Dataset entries

----------

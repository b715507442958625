//! Configuration loading traits and types.
//!
//! This module provides the standard way to load the controller's TOML
//! configuration. Workspace bounds, serial settings and mechanical constants
//! are read once at startup and stay immutable for the process lifetime.
//!
//! # Usage
//!
//! ```rust,no_run
//! use scara_common::config::{ConfigError, ConfigLoader, ControllerConfig};
//! use std::path::Path;
//!
//! fn main() -> Result<(), ConfigError> {
//!     let config = ControllerConfig::load(Path::new("controller.toml"))?;
//!     config.validate()?;
//!     println!("Service: {}", config.shared.service_name);
//!     Ok(())
//! }
//! ```

use serde::{Deserialize, Serialize};
use std::path::Path;
use thiserror::Error;

use crate::consts::{
    CYCLE_TIME_US, GRIPPER_MAX_DEG, GRIPPER_MIN_DEG, PERCENT_MAX, SUPPORTED_BAUD_RATES,
};
use crate::hal::Axis;

/// Error type for configuration loading operations.
#[derive(Debug, Clone, Error)]
pub enum ConfigError {
    /// Configuration file not found at specified path.
    #[error("Configuration file not found")]
    FileNotFound,

    /// TOML parsing failed.
    #[error("Failed to parse configuration: {0}")]
    ParseError(String),

    /// Semantic validation failed.
    #[error("Configuration validation failed: {0}")]
    ValidationError(String),
}

/// Log level for application logging.
///
/// Uses lowercase serde values for TOML compatibility.
#[derive(Debug, Clone, Copy, PartialEq, Eq, Serialize, Deserialize, Default)]
#[serde(rename_all = "lowercase")]
pub enum LogLevel {
    /// Most verbose, per-step tracing.
    Trace,
    /// Per-command debugging.
    Debug,
    /// State transitions and startup.
    #[default]
    Info,
    /// Interlock trips, rejected commands, overruns.
    Warn,
    /// Fatal conditions only.
    Error,
}

/// Common configuration fields.
///
/// # TOML Example
///
/// ```toml
/// [shared]
/// log_level = "debug"
/// service_name = "scara-bench-01"
/// ```
#[derive(Debug, Clone, Serialize, Deserialize)]
pub struct SharedConfig {
    /// Logging verbosity level.
    #[serde(default)]
    pub log_level: LogLevel,

    /// Controller instance identifier.
    pub service_name: String,
}

impl Default for SharedConfig {
    fn default() -> Self {
        Self {
            log_level: LogLevel::Info,
            service_name: "scara-controller".to_string(),
        }
    }
}

impl SharedConfig {
    /// Validate the configuration.
    ///
    /// # Errors
    ///
    /// Returns `ConfigError::ValidationError` if `service_name` is empty.
    pub fn validate(&self) -> Result<(), ConfigError> {
        if self.service_name.is_empty() {
            return Err(ConfigError::ValidationError(
                "service_name cannot be empty".to_string(),
            ));
        }
        Ok(())
    }
}

/// Trait for loading configuration from TOML files.
///
/// # Contract
///
/// - Returns `ConfigError::FileNotFound` if the file does not exist
/// - Returns `ConfigError::ParseError` if TOML syntax is invalid
pub trait ConfigLoader: Sized + serde::de::DeserializeOwned {
    /// Load configuration from a TOML file.
    fn load(path: &Path) -> Result<Self, ConfigError> {
        let content = std::fs::read_to_string(path).map_err(|e| {
            if e.kind() == std::io::ErrorKind::NotFound {
                ConfigError::FileNotFound
            } else {
                ConfigError::ParseError(e.to_string())
            }
        })?;

        toml::from_str(&content).map_err(|e| ConfigError::ParseError(e.to_string()))
    }
}

// Blanket implementation for all types that implement DeserializeOwned.
impl<T: serde::de::DeserializeOwned> ConfigLoader for T {}

// ─── Serial Link ────────────────────────────────────────────────────

/// Serial link settings.
#[derive(Debug, Clone, Serialize, Deserialize, PartialEq)]
#[serde(default)]
pub struct SerialConfig {
    /// Device path; `-` selects stdin/stdout.
    pub port: String,
    /// Line rate applied to the device when it is a terminal.
    pub baud_rate: u32,
}

impl Default for SerialConfig {
    fn default() -> Self {
        Self {
            port: "/dev/ttyACM0".to_string(),
            baud_rate: 115_200,
        }
    }
}

// ─── Mechanics ──────────────────────────────────────────────────────

/// Fixed mechanical ratio between motor steps and linear travel.
#[derive(Debug, Clone, Copy, Serialize, Deserialize, PartialEq)]
#[serde(default)]
pub struct MechanicsConfig {
    /// Full steps per motor revolution.
    pub steps_per_rev: u32,
    /// Driver microstep factor.
    pub microsteps: u32,
    /// Linear travel per revolution [mm].
    pub mm_per_rev: f64,
}

impl Default for MechanicsConfig {
    fn default() -> Self {
        Self {
            steps_per_rev: 200,
            microsteps: 16,
            mm_per_rev: 8.0,
        }
    }
}

// ─── Workspace ──────────────────────────────────────────────────────

/// Rectangular volume every commanded position must lie in [mm].
#[derive(Debug, Clone, Copy, Serialize, Deserialize, PartialEq)]
#[serde(default)]
pub struct WorkspaceBounds {
    pub x_min: f64,
    pub x_max: f64,
    pub y_min: f64,
    pub y_max: f64,
    pub z_min: f64,
    pub z_max: f64,
}

impl Default for WorkspaceBounds {
    fn default() -> Self {
        Self {
            x_min: -200.0,
            x_max: 200.0,
            y_min: -200.0,
            y_max: 200.0,
            z_min: 0.0,
            z_max: 100.0,
        }
    }
}

impl WorkspaceBounds {
    /// Inclusive `(min, max)` range for one axis.
    #[inline]
    pub const fn range(&self, axis: Axis) -> (f64, f64) {
        match axis {
            Axis::X => (self.x_min, self.x_max),
            Axis::Y => (self.y_min, self.y_max),
            Axis::Z => (self.z_min, self.z_max),
        }
    }

    /// Whether `value` lies inside the range of `axis`.
    #[inline]
    pub fn axis_contains(&self, axis: Axis, value: f64) -> bool {
        let (min, max) = self.range(axis);
        value >= min && value <= max
    }

    /// Whether the XY pair lies inside the workspace footprint.
    pub fn contains_xy(&self, x: f64, y: f64) -> bool {
        self.axis_contains(Axis::X, x) && self.axis_contains(Axis::Y, y)
    }

    /// Whether the point lies inside the workspace volume.
    pub fn contains(&self, x: f64, y: f64, z: f64) -> bool {
        self.contains_xy(x, y) && self.axis_contains(Axis::Z, z)
    }
}

// ─── Motion ─────────────────────────────────────────────────────────

/// Stepper speed limits and the mapping from the host's 0–100 scale.
#[derive(Debug, Clone, Copy, Serialize, Deserialize, PartialEq)]
#[serde(default)]
pub struct MotionConfig {
    /// Step rate at speed 100 [steps/s].
    pub max_speed_steps: f64,
    /// Acceleration at accel 100 [steps/s²].
    pub max_accel_steps: f64,
    /// Floor so that speed 0 never stalls a move [steps/s].
    pub min_speed_steps: f64,
    /// Floor so that accel 0 never stalls a move [steps/s²].
    pub min_accel_steps: f64,
    /// Power-on speed setting (0–100).
    pub default_speed: u8,
    /// Power-on acceleration setting (0–100).
    pub default_accel: u8,
}

impl Default for MotionConfig {
    fn default() -> Self {
        Self {
            max_speed_steps: 4000.0,
            max_accel_steps: 8000.0,
            min_speed_steps: 100.0,
            min_accel_steps: 200.0,
            default_speed: 100,
            default_accel: 50,
        }
    }
}

impl MotionConfig {
    /// Map a 0–100 speed setting onto a step rate.
    pub fn speed_steps(&self, percent: u8) -> f64 {
        scale_percent(percent, self.max_speed_steps).max(self.min_speed_steps)
    }

    /// Map a 0–100 acceleration setting onto steps/s².
    pub fn accel_steps(&self, percent: u8) -> f64 {
        scale_percent(percent, self.max_accel_steps).max(self.min_accel_steps)
    }
}

fn scale_percent(percent: u8, max: f64) -> f64 {
    f64::from(percent.min(PERCENT_MAX)) / f64::from(PERCENT_MAX) * max
}

// ─── Gripper ────────────────────────────────────────────────────────

/// Servo gripper angles and timing.
#[derive(Debug, Clone, Copy, Serialize, Deserialize, PartialEq)]
#[serde(default)]
pub struct GripperConfig {
    /// Angle written at startup [deg].
    pub initial_angle: f64,
    /// Angle used by the place sequence [deg].
    pub open_angle: f64,
    /// Angle used by the pick sequence [deg].
    pub closed_angle: f64,
    /// Time a sequence waits after a gripper write [ms].
    pub settle_ms: u64,
}

impl Default for GripperConfig {
    fn default() -> Self {
        Self {
            initial_angle: 0.0,
            open_angle: 90.0,
            closed_angle: 10.0,
            settle_ms: 250,
        }
    }
}

// ─── Composite Sequences ────────────────────────────────────────────

/// Parameters of the pick / place expansions.
#[derive(Debug, Clone, Copy, Serialize, Deserialize, PartialEq)]
#[serde(default)]
pub struct SequenceConfig {
    /// Travel height above the work surface [mm].
    pub safe_height: f64,
    /// Speed for moves at safe height (0–100).
    pub fast_speed: u8,
    /// Speed for the descent to the surface (0–100).
    pub slow_speed: u8,
}

impl Default for SequenceConfig {
    fn default() -> Self {
        Self {
            safe_height: 50.0,
            fast_speed: 80,
            slow_speed: 20,
        }
    }
}

// ─── Telemetry & Cycle ──────────────────────────────────────────────

/// Unsolicited status telemetry.
#[derive(Debug, Clone, Copy, Serialize, Deserialize, PartialEq)]
#[serde(default)]
pub struct StatusConfig {
    /// Publication period [ms].
    pub interval_ms: u64,
}

impl Default for StatusConfig {
    fn default() -> Self {
        Self { interval_ms: 1000 }
    }
}

/// Control loop pacing.
#[derive(Debug, Clone, Copy, Serialize, Deserialize, PartialEq)]
#[serde(default)]
pub struct CycleConfig {
    /// Tick period [µs].
    pub cycle_time_us: u64,
}

impl Default for CycleConfig {
    fn default() -> Self {
        Self {
            cycle_time_us: CYCLE_TIME_US,
        }
    }
}

// ─── Vision ─────────────────────────────────────────────────────────

/// A known object location reported by the vision pipeline.
#[derive(Debug, Clone, Serialize, Deserialize, PartialEq)]
pub struct VisionObject {
    pub id: String,
    pub x: f64,
    pub y: f64,
}

/// Object-to-coordinate resolution seed data.
#[derive(Debug, Clone, Default, Serialize, Deserialize, PartialEq)]
#[serde(default)]
pub struct VisionConfig {
    /// Coordinate used for ids the table does not know. Placeholder only.
    #[serde(skip_serializing_if = "Option::is_none")]
    pub fallback: Option<[f64; 2]>,
    /// Objects known at startup.
    pub objects: Vec<VisionObject>,
}

// ─── Controller Config ──────────────────────────────────────────────

/// Complete controller configuration.
///
/// Every section is optional in the file; missing sections take their
/// defaults.
#[derive(Debug, Clone, Default, Serialize, Deserialize)]
#[serde(default)]
pub struct ControllerConfig {
    pub shared: SharedConfig,
    pub serial: SerialConfig,
    pub mechanics: MechanicsConfig,
    pub workspace: WorkspaceBounds,
    pub motion: MotionConfig,
    pub gripper: GripperConfig,
    pub sequence: SequenceConfig,
    pub status: StatusConfig,
    pub cycle: CycleConfig,
    pub vision: VisionConfig,
}

impl ControllerConfig {
    /// Validate cross-field constraints.
    ///
    /// # Errors
    ///
    /// Returns `ConfigError::ValidationError` naming the first violated rule.
    pub fn validate(&self) -> Result<(), ConfigError> {
        self.shared.validate()?;

        if !SUPPORTED_BAUD_RATES.contains(&self.serial.baud_rate) {
            return Err(ConfigError::ValidationError(format!(
                "serial: unsupported baud_rate {}",
                self.serial.baud_rate
            )));
        }

        let m = &self.mechanics;
        if m.steps_per_rev == 0 || m.microsteps == 0 {
            return Err(invalid("mechanics: steps_per_rev and microsteps must be > 0"));
        }
        if !(m.mm_per_rev.is_finite() && m.mm_per_rev > 0.0) {
            return Err(invalid("mechanics: mm_per_rev must be a positive number"));
        }

        for axis in Axis::ALL {
            let (min, max) = self.workspace.range(axis);
            if !(min.is_finite() && max.is_finite() && min < max) {
                return Err(ConfigError::ValidationError(format!(
                    "workspace: {axis} range [{min}, {max}] is empty or not finite"
                )));
            }
        }

        let mo = &self.motion;
        if !(mo.min_speed_steps > 0.0 && mo.min_speed_steps <= mo.max_speed_steps) {
            return Err(invalid("motion: need 0 < min_speed_steps <= max_speed_steps"));
        }
        if !(mo.min_accel_steps > 0.0 && mo.min_accel_steps <= mo.max_accel_steps) {
            return Err(invalid("motion: need 0 < min_accel_steps <= max_accel_steps"));
        }
        if mo.default_speed > PERCENT_MAX || mo.default_accel > PERCENT_MAX {
            return Err(invalid("motion: default speed/accel must be 0-100"));
        }

        if self.cycle.cycle_time_us == 0 {
            return Err(invalid("cycle: cycle_time_us must be > 0"));
        }
        // One tick may emit at most one step per axis.
        let steps_per_tick = mo.max_speed_steps * self.cycle.cycle_time_us as f64 / 1_000_000.0;
        if steps_per_tick > 1.0 {
            return Err(ConfigError::ValidationError(format!(
                "motion: max_speed_steps {} needs {steps_per_tick:.2} steps per {}µs tick (max 1)",
                mo.max_speed_steps, self.cycle.cycle_time_us
            )));
        }

        let g = &self.gripper;
        for (name, angle) in [
            ("initial_angle", g.initial_angle),
            ("open_angle", g.open_angle),
            ("closed_angle", g.closed_angle),
        ] {
            if !(GRIPPER_MIN_DEG..=GRIPPER_MAX_DEG).contains(&angle) {
                return Err(ConfigError::ValidationError(format!(
                    "gripper: {name} {angle} outside 0-180"
                )));
            }
        }

        let s = &self.sequence;
        if !self.workspace.axis_contains(Axis::Z, s.safe_height) {
            return Err(invalid("sequence: safe_height outside the Z workspace range"));
        }
        if !self.workspace.axis_contains(Axis::Z, 0.0) {
            return Err(invalid("sequence: pick/place surface z=0 outside the Z workspace range"));
        }
        if s.fast_speed > PERCENT_MAX || s.slow_speed > PERCENT_MAX {
            return Err(invalid("sequence: speeds must be 0-100"));
        }

        if self.status.interval_ms == 0 {
            return Err(invalid("status: interval_ms must be > 0"));
        }

        for obj in &self.vision.objects {
            if !self.workspace.contains_xy(obj.x, obj.y) {
                return Err(ConfigError::ValidationError(format!(
                    "vision: object '{}' at ({}, {}) outside the workspace",
                    obj.id, obj.x, obj.y
                )));
            }
        }
        if let Some([x, y]) = self.vision.fallback {
            if !self.workspace.contains_xy(x, y) {
                return Err(invalid("vision: fallback coordinate outside the workspace"));
            }
        }

        Ok(())
    }

    /// Render the configuration as TOML (used by `--print-config`).
    pub fn to_toml_string(&self) -> Result<String, ConfigError> {
        toml::to_string(self).map_err(|e| ConfigError::ParseError(e.to_string()))
    }
}

fn invalid(msg: &str) -> ConfigError {
    ConfigError::ValidationError(msg.to_string())
}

----------

### Exercise prompt
Wherever the string "StatusConfig" appears in a line of the records above, copy that line.

### Answer to this exercise
pub struct StatusConfig {
impl Default for StatusConfig {
    pub status: StatusConfig,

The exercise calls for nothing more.